No — Mercury is not retrograde right now. The next Mercury retrograde runs June 29, 2026 → July 23, 2026, beginning in 20 days.
| Year | Retrograde begins | Retrograde ends | Length |
|---|---|---|---|
| 2025 | March 15, 2025 | Apr 7 | 23 days |
| 2025 | July 18, 2025 | Aug 11 | 24 days |
| 2025 | November 9, 2025 | Nov 29 | 20 days |
| 2026 | February 26, 2026 | Mar 20 | 22 days |
| 2026 | June 29, 2026 | Jul 23 | 24 days |
| 2026 | October 24, 2026 | Nov 13 | 20 days |
| 2027 | February 9, 2027 | Mar 3 | 22 days |
| 2027 | June 10, 2027 | Jul 4 | 24 days |
| 2027 | October 7, 2027 | Oct 28 | 21 days |
| 2028 | January 24, 2028 | Feb 14 | 21 days |
| 2028 | May 21, 2028 | Jun 14 | 24 days |
| 2028 | September 19, 2028 | Oct 11 | 22 days |
Mercury retrograde is an optical illusion. Three or four times a year, as the faster-orbiting Mercury overtakes Earth on the inside track, the planet appears — from our point of view — to slow down, stop, and move backwards (westward) against the background stars for about three weeks before resuming its normal eastward motion.
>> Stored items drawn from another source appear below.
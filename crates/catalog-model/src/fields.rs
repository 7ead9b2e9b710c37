//! Field keys shared by the capture table and the normalizer.
//!
//! Keys are prefixed with the context that captures them, so the same
//! element name (`dc:title`, `dc:identifier`) never collides across levels.

pub const PROVIDER_IDENTIFIER: &str = "provider_identifier";
pub const PROVIDER_TITLE: &str = "provider_title";

pub const COURSE_IDENTIFIER: &str = "course_identifier";
pub const COURSE_TITLE: &str = "course_title";
pub const COURSE_DESCRIPTION: &str = "course_description";
pub const COURSE_SUBJECT: &str = "course_subject";

pub const PRESENTATION_IDENTIFIER: &str = "presentation_identifier";
pub const PRESENTATION_TITLE: &str = "presentation_title";
pub const PRESENTATION_START: &str = "presentation_start";
pub const PRESENTATION_END: &str = "presentation_end";
pub const PRESENTATION_APPLY_FROM: &str = "presentation_apply_from";
pub const PRESENTATION_APPLY_UNTIL: &str = "presentation_apply_until";
pub const PRESENTATION_BOOKING_ENDPOINT: &str = "presentation_booking_endpoint";
pub const PRESENTATION_APPLY_TO: &str = "presentation_apply_to";
pub const PRESENTATION_MEMBER_APPLY_TO: &str = "presentation_member_apply_to";
pub const PRESENTATION_ATTENDANCE_MODE: &str = "presentation_attendance_mode";
pub const PRESENTATION_ATTENDANCE_PATTERN: &str = "presentation_attendance_pattern";
pub const PRESENTATION_STUDY_MODE: &str = "presentation_study_mode";
pub const PRESENTATION_PLACES: &str = "presentation_places";
pub const PRESENTATION_VENUE_IDENTIFIER: &str = "presentation_venue_identifier";

/// Date-valued fields, normalized to UTC timestamps.
pub const DATE_FIELDS: [&str; 4] = [
    PRESENTATION_START,
    PRESENTATION_END,
    PRESENTATION_APPLY_FROM,
    PRESENTATION_APPLY_UNTIL,
];

/// Fields with a dedicated slot on `NormalizedPresentation`.
///
/// Anything captured under another key is carried in `extra`.
pub const KNOWN_FIELDS: [&str; 20] = [
    PROVIDER_IDENTIFIER,
    PROVIDER_TITLE,
    COURSE_IDENTIFIER,
    COURSE_TITLE,
    COURSE_DESCRIPTION,
    COURSE_SUBJECT,
    PRESENTATION_IDENTIFIER,
    PRESENTATION_TITLE,
    PRESENTATION_START,
    PRESENTATION_END,
    PRESENTATION_APPLY_FROM,
    PRESENTATION_APPLY_UNTIL,
    PRESENTATION_BOOKING_ENDPOINT,
    PRESENTATION_APPLY_TO,
    PRESENTATION_MEMBER_APPLY_TO,
    PRESENTATION_ATTENDANCE_MODE,
    PRESENTATION_ATTENDANCE_PATTERN,
    PRESENTATION_STUDY_MODE,
    PRESENTATION_PLACES,
    PRESENTATION_VENUE_IDENTIFIER,
];

/// Returns true if the key has a dedicated slot on `NormalizedPresentation`.
pub fn is_known(key: &str) -> bool {
    KNOWN_FIELDS.contains(&key)
}
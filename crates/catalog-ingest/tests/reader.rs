//! Integration tests for the streaming catalog reader.

use catalog_ingest::{CatalogReader, IngestError, ReaderOptions, read_records};
use catalog_model::{RawRecord, fields};

const CATALOG: &str = include_str!("data/xcri.xml");

fn records() -> Vec<RawRecord> {
    read_records(CATALOG.as_bytes(), &ReaderOptions::default()).expect("read catalog")
}

#[test]
fn one_record_per_presentation() {
    assert_eq!(records().len(), 4);
}

#[test]
fn first_presentation_fields() {
    let records = records();
    let first = &records[0];

    assert_eq!(first.values(fields::PROVIDER_TITLE), ["Humanities Division"]);
    assert_eq!(
        first.values(fields::PROVIDER_IDENTIFIER),
        [
            "https://course.data.ox.ac.uk/id/provider/humdiv",
            "HUMDIV"
        ]
    );
    assert_eq!(
        first.values(fields::COURSE_TITLE),
        ["Monograph Publishing Workshop"]
    );
    assert_eq!(
        first.values(fields::COURSE_DESCRIPTION),
        ["A practical workshop on publishing a first monograph."]
    );
    assert_eq!(first.values(fields::COURSE_SUBJECT).len(), 1);
    assert_eq!(
        first.values(fields::PRESENTATION_IDENTIFIER),
        [
            "ABCD",
            "https://course.data.ox.ac.uk/id/itlp/presentation/TDAE-106830"
        ]
    );
    assert_eq!(first.values(fields::PRESENTATION_START), ["2012-06-15"]);
    assert_eq!(first.values(fields::PRESENTATION_END), ["2012-06-15"]);
    assert_eq!(
        first.first(fields::PRESENTATION_BOOKING_ENDPOINT),
        Some("https://weblearn.ox.ac.uk/course-signup/rest/course/5E00D50013")
    );
    assert_eq!(
        first.first(fields::PRESENTATION_ATTENDANCE_PATTERN),
        Some("Daytime")
    );
    assert_eq!(first.first(fields::PRESENTATION_ATTENDANCE_MODE), Some("Campus"));
    assert_eq!(
        first.first(fields::PRESENTATION_MEMBER_APPLY_TO),
        Some("http://courses.it.ox.ac.uk/detail/TRWF")
    );
    assert_eq!(
        first.first(fields::PRESENTATION_APPLY_TO),
        Some("http://courses.it.ox.ac.uk/detail/TDAE")
    );
}

#[test]
fn venue_only_contributes_its_identifier() {
    let records = records();

    assert_eq!(
        records[0].values(fields::PRESENTATION_VENUE_IDENTIFIER),
        ["oxpoints:ABCD"]
    );
    assert_eq!(
        records[2].values(fields::PRESENTATION_VENUE_IDENTIFIER),
        ["oxpoints:FFFF"]
    );
    for record in &records {
        // The venue's nested provider never replaces the real provider.
        assert_eq!(record.values(fields::PROVIDER_TITLE), ["Humanities Division"]);
        assert!(!record.contains(fields::PRESENTATION_TITLE));
    }
}

#[test]
fn course_fields_are_shared_by_sibling_presentations() {
    let records = records();
    let (second, third) = (&records[1], &records[2]);

    assert_eq!(
        second.values(fields::COURSE_SUBJECT),
        ["Digital Humanities", "Computing"]
    );
    assert_eq!(second.values(fields::COURSE_SUBJECT), third.values(fields::COURSE_SUBJECT));
    assert_eq!(second.first(fields::COURSE_TITLE), third.first(fields::COURSE_TITLE));
    assert_eq!(second.first(fields::PRESENTATION_STUDY_MODE), Some("Part time"));
    assert!(!third.contains(fields::PRESENTATION_STUDY_MODE));
    assert_eq!(third.first(fields::PRESENTATION_PLACES), Some("20"));
}

#[test]
fn entities_and_cdata_join_into_one_fragment() {
    let records = records();
    assert_eq!(
        records[1].values(fields::COURSE_DESCRIPTION),
        ["Text & data mining for <humanities> scholars."]
    );
}

#[test]
fn course_fields_reset_between_courses() {
    let records = records();
    let last = &records[3];

    assert_eq!(
        last.values(fields::COURSE_TITLE),
        ["Lunchtime Briefings on the Digital Humanities"]
    );
    assert!(!last.contains(fields::COURSE_SUBJECT));
    assert!(!last.contains(fields::COURSE_DESCRIPTION));
    assert_eq!(last.values(fields::PRESENTATION_APPLY_FROM), ["2012-04-19"]);
    assert_eq!(last.values(fields::PRESENTATION_APPLY_UNTIL), ["2012-05-14"]);
}

#[test]
fn reader_counts_emitted_records() {
    let mut reader = CatalogReader::new(CATALOG.as_bytes(), &ReaderOptions::default());
    assert!(reader.next().is_some());
    assert!(reader.next().is_some());
    assert_eq!(reader.records_emitted(), 2);
    assert_eq!(reader.by_ref().count(), 2);
    assert!(reader.next().is_none());
}

#[test]
fn unprefixed_elements_outside_the_catalog_namespace_are_ignored() {
    let xml = r#"<catalog xmlns:dc="http://purl.org/dc/elements/1.1/">
        <presentation><dc:identifier>x</dc:identifier></presentation>
    </catalog>"#;
    let records = read_records(xml.as_bytes(), &ReaderOptions::default()).expect("read");
    assert!(records.is_empty());
}

#[test]
fn mismatched_tags_are_fatal() {
    let xml = r#"<catalog xmlns="http://xcri.org/profiles/1.2/catalog">
        <provider><course></provider>
    </catalog>"#;
    let mut reader = CatalogReader::new(xml.as_bytes(), &ReaderOptions::default());
    let result = reader.next().expect("an error item");
    assert!(matches!(result, Err(IngestError::Malformed { .. })));
    assert!(reader.next().is_none());
}

#[test]
fn truncated_documents_are_fatal() {
    let cut = &CATALOG[..CATALOG.find("</provider>").expect("closing provider")];
    let result = read_records(cut.as_bytes(), &ReaderOptions::default());
    assert!(matches!(
        result,
        Err(IngestError::Truncated { .. } | IngestError::Malformed { .. })
    ));
}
Nothing actually reverses: Mercury keeps orbiting the Sun the same way. The "backward" motion is purely a line-of-sight effect, the same reason a faster car you overtake on the motorway seems to drift backwards.
The dates above are computed from Mercury’s geocentric apparent longitude (the moment its motion is stationary), corrected for light-travel time, in Universal Time (UT). Different sources may differ by a day depending on time zone.